Nancy Ries, professor of anthropology and peace and conflict studies, is this year’s recipient of the Jerome Balmuth Award for Teaching.
The Balmuth Award, named for the late Jerry Balmuth, Harry Emerson Fosdick Professor of philosophy and religion emeritus, was endowed by Mark Siegel ’73 in 2010 to honor University faculty members whose teaching is “distinctively successful and transformative.”
Ries joined the IJʿ faculty in 1994. During her tenure, she has served as division director for University Studies, chair of the Department of Sociology and Anthropology, director of the Peace and Conflict Studies Program, chair of the Off-Campus Study Committee, and in both elected and appointed positions on many other University committees. The most recent Liberal Arts Core Curriculum revision was launched under her leadership.

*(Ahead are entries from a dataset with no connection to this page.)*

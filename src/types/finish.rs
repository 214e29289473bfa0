//! Finish reasons reported by the `done` chunk.

use serde::{Deserialize, Serialize};
use strum::{Display, EnumString};

/// Why the model stopped producing output for a turn.
#[derive(Debug, Clone, Copy, Serialize, Deserialize, PartialEq, Eq, Hash, Display, EnumString)]
#[serde(rename_all = "snake_case")]
#[strum(serialize_all = "snake_case")]
pub enum FinishReason {
    Stop,
    Length,
    ToolCalls,
    ContentFilter,
    Error,
    #[serde(other)]
    Other,
}
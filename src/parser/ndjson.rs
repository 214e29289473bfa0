//! Newline-delimited JSON framing.

use futures::{Stream, StreamExt};

use super::{parse_payload, ChunkNormalizer, ChunkStream, LineBuffer};
use crate::error::TurnstileError;

/// Decode an NDJSON byte stream into chunks. Blank lines are ignored.
pub fn decode<S, B, E>(source: S) -> ChunkStream
where
    S: Stream<Item = Result<B, E>> + Send + 'static,
    B: AsRef<[u8]> + Send + 'static,
    E: Into<TurnstileError> + Send + 'static,
{
    let stream = async_stream::stream! {
        let mut lines = LineBuffer::new();
        let mut normalizer = ChunkNormalizer::new();
        let mut source = std::pin::pin!(source);

        while let Some(read) = source.next().await {
            let bytes = match read {
                Ok(bytes) => bytes,
                Err(err) => {
                    yield Err(err.into());
                    return;
                }
            };
            for line in lines.push(bytes.as_ref()) {
                if line.trim().is_empty() {
                    continue;
                }
                if let Some(chunk) = parse_payload(&mut normalizer, &line) {
                    yield Ok(chunk);
                }
            }
        }

        if let Some(line) = lines.finish() {
            if !line.trim().is_empty() {
                if let Some(chunk) = parse_payload(&mut normalizer, &line) {
                    yield Ok(chunk);
                }
            }
        }
    };
    Box::pin(stream)
}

Within the Division of University Studies and core, Ries is a regular contributor to the Communities and Identities and Global Engagements components, as well as to the First-Year Seminar Program. Last year, she organized and moderated a faculty panel that addressed the nature of hate groups: their tactics, their targets, and the growing threats they pose.
A widely cited scholar of political culture in Russia from the 1980s to the present, Ries has been instrumental in developing the field of post-Soviet studies. She was a co-founder of Soyuz: The Post-Communist Cultural Studies Interest Group and co-editor of Cornell University Press’ prize-winning “Culture and Society after Socialism” series. In 2016, “The Broken Nuclear Taboo” appeared in the Leviathan Journal.
Ries has taught a multitude of courses within sociology and anthropology, peace and conflict studies, Russian and Eurasian studies, and the core curriculum. These courses include Practices of Peace and Conflict, Weapons and War, Social Theory — Everyday Life, and Core Russia. Her students across the generations have gone on to work as anthropology professors, political scientists, U.S. Department of Defense staffers, and nonprofit founders.
In nominating Ries for the Balmuth award, one student stated, “Professor Ries truly taught me how to believe in myself academically; provided students with a deep, heartfelt, and transformational understanding of the course materials; and fostered a learning environment where students felt important, safe, and challenged.”
Another added, “One thing that has always stood out to me about Professor Ries is the way in which she engages with her scholarship: She writes and teaches about genocide, corruption, fascism, famine, and seemingly unfathomable human atrocities. However, instead of becoming numb to the pain and suffering, Professor Ries sits with it and allows her students to do the same. She honors the lived experiences of countless victims who have been silenced and cannot tell their own stories. By passing these narratives on to her students, she serves as a voice for the voiceless.”
Importantly, “amidst the chaos of the pandemic,” wrote another student, “Professor Ries prioritized students’ mental and physical wellbeing and constantly looked for feedback for our online learning model.”